Exercise directions -> Pull every line that includes the word "return" out of the data below and copy it.

Extracted data Start Marker

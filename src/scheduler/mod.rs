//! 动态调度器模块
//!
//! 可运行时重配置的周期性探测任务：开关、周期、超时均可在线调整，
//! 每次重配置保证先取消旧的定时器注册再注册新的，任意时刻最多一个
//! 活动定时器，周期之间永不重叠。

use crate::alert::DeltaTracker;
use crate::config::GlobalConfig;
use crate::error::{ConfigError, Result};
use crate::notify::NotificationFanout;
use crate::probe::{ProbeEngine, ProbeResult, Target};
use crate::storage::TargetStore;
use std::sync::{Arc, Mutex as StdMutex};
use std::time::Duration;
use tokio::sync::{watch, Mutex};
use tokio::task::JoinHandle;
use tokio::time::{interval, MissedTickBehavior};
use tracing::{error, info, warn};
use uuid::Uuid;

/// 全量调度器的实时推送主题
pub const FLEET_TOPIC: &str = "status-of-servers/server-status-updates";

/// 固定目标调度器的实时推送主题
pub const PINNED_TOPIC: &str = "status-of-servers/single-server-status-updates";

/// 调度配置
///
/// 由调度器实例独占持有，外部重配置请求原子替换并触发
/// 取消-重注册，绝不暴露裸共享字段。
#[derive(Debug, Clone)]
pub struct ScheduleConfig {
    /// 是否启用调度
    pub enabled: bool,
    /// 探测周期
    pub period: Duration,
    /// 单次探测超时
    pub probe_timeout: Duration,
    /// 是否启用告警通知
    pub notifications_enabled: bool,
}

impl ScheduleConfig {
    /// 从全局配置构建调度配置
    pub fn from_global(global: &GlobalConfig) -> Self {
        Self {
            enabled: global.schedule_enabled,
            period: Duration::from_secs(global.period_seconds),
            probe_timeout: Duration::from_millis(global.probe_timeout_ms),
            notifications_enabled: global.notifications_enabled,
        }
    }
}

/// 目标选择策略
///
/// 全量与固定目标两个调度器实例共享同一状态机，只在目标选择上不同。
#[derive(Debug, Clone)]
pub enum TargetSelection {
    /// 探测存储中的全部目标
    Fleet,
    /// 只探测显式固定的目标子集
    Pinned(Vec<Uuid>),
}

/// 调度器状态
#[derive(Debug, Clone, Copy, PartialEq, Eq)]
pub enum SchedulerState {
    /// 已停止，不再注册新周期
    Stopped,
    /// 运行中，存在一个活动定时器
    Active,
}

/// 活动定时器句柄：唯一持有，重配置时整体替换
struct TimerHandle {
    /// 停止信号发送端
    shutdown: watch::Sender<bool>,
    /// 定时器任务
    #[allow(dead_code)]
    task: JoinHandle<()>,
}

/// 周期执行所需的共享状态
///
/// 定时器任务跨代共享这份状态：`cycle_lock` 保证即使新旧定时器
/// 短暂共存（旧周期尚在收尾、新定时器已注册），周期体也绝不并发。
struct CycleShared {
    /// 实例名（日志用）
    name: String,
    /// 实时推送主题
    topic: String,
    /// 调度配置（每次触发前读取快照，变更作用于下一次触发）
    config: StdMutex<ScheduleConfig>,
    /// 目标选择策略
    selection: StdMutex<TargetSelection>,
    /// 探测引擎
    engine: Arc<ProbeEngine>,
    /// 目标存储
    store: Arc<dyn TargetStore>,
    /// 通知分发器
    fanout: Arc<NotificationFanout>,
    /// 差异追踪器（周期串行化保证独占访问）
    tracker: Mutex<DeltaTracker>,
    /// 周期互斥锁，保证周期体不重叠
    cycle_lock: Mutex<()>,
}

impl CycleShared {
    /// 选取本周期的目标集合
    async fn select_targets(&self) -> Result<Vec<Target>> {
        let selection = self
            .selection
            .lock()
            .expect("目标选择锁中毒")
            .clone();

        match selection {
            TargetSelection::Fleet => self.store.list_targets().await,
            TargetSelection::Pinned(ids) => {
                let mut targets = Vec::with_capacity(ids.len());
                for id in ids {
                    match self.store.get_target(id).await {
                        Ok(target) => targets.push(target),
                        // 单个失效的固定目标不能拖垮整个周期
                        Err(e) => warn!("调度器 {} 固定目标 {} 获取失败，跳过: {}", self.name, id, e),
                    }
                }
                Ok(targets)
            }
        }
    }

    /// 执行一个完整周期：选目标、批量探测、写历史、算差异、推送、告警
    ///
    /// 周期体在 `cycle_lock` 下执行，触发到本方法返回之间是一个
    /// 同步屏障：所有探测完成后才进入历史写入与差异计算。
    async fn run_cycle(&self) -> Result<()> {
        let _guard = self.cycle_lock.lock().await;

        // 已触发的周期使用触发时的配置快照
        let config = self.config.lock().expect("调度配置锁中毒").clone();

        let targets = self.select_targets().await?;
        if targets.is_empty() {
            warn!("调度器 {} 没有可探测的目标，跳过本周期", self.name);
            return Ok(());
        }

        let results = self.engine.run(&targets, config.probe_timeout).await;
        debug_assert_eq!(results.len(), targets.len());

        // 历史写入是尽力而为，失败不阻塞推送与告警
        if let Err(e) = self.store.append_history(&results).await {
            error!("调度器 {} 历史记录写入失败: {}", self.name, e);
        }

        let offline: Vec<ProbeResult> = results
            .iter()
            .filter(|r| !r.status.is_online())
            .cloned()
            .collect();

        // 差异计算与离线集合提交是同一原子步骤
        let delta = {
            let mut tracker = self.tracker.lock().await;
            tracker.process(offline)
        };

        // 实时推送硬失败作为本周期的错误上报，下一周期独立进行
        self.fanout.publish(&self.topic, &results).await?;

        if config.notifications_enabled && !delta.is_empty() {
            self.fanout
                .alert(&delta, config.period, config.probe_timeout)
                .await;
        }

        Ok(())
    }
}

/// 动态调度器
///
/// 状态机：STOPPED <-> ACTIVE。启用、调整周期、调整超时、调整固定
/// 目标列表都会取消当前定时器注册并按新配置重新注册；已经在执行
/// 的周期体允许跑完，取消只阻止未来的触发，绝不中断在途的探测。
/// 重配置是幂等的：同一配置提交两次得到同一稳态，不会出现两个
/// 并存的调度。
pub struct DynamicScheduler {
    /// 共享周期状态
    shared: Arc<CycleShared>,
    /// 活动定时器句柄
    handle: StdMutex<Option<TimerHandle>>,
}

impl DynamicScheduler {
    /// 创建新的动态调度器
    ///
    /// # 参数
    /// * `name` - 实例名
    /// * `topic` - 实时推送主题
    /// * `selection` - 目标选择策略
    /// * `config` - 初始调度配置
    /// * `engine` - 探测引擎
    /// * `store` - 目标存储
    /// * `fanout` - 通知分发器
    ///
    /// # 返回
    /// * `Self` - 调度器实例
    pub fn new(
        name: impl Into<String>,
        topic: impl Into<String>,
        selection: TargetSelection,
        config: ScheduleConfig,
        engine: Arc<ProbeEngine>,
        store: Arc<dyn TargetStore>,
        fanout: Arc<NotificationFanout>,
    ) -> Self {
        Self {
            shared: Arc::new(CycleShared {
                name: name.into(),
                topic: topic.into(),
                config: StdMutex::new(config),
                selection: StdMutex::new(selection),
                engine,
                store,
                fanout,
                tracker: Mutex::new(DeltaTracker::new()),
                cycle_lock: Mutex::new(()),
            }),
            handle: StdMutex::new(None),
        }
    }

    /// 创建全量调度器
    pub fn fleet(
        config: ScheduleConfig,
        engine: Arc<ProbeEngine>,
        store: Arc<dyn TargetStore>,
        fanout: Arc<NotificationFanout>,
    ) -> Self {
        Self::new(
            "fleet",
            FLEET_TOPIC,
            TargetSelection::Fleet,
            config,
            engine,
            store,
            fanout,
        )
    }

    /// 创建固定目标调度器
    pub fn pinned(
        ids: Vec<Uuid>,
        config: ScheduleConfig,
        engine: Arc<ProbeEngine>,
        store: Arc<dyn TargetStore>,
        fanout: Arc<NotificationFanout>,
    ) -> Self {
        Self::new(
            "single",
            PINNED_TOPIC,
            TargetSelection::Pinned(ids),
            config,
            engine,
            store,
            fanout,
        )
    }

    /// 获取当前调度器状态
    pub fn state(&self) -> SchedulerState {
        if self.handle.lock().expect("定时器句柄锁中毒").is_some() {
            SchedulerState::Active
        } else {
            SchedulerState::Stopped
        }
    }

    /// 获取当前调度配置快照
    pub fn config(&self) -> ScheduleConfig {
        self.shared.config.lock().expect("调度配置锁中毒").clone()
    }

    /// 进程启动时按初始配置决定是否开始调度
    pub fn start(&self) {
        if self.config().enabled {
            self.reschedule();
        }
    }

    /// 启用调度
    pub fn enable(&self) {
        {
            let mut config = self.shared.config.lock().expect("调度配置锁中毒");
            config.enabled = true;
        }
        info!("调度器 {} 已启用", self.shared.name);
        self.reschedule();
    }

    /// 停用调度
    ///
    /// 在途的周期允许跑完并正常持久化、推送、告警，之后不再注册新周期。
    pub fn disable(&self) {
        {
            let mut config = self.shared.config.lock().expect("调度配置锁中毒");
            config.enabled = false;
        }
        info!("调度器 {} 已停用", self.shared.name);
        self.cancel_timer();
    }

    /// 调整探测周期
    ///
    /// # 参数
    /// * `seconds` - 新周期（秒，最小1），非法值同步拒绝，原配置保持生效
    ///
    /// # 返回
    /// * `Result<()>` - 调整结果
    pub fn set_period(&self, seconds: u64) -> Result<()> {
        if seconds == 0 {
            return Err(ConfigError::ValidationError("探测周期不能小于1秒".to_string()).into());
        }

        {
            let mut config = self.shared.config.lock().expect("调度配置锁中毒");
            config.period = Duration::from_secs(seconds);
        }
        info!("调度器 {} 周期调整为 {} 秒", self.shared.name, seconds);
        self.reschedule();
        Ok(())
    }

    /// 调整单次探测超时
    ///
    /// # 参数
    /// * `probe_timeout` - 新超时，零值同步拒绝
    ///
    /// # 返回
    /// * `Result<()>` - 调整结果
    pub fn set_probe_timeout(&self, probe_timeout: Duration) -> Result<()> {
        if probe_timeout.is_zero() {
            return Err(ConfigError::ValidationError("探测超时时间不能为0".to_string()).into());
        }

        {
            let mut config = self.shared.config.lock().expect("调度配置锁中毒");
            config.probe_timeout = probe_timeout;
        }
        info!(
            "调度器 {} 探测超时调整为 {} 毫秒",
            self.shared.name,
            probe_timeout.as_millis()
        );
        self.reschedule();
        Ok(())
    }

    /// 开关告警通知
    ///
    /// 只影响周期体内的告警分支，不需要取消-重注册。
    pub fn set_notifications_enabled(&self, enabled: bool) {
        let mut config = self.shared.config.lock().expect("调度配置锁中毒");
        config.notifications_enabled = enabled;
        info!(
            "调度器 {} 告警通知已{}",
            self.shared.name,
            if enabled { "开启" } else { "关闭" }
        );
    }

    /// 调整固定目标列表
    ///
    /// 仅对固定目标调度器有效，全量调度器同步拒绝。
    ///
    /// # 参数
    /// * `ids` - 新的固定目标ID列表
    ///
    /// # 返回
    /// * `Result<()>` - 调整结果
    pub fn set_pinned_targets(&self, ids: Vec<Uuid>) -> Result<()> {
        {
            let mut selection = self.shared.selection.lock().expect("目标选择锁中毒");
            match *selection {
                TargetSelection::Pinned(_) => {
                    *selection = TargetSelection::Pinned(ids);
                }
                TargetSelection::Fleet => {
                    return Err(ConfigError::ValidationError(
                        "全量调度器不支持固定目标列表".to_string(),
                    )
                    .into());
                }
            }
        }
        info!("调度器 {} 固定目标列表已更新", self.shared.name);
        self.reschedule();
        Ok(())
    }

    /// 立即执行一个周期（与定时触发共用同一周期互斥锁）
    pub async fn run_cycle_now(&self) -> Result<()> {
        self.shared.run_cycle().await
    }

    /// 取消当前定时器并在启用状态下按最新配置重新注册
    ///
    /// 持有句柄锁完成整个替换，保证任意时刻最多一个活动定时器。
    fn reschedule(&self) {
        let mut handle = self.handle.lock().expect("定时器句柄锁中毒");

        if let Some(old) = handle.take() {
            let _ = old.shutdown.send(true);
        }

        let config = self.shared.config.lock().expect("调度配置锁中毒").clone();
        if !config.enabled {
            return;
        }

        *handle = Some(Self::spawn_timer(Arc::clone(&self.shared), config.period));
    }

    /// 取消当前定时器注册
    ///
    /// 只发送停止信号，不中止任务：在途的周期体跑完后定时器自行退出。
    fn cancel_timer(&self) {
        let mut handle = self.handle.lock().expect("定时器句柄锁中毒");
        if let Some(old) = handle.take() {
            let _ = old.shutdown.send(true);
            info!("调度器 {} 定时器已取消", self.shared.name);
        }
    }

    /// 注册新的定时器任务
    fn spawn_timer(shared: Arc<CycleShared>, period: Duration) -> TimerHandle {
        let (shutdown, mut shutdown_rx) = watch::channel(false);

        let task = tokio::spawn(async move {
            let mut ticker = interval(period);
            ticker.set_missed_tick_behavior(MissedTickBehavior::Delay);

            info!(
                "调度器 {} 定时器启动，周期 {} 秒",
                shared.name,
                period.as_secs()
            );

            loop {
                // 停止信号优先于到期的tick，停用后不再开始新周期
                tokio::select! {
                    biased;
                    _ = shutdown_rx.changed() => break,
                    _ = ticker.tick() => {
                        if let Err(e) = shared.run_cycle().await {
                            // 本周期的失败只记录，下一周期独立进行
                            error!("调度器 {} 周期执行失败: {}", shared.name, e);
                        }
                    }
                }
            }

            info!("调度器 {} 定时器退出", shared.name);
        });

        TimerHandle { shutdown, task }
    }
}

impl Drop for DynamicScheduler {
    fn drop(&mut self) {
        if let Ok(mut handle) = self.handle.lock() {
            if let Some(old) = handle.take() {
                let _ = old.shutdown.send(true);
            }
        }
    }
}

Extracted data End Marker

Response below ->
            return Ok(());
            return Err(ConfigError::ValidationError("探测周期不能小于1秒".to_string()).into());
            return Err(ConfigError::ValidationError("探测超时时间不能为0".to_string()).into());
                    return Err(ConfigError::ValidationError(
            return;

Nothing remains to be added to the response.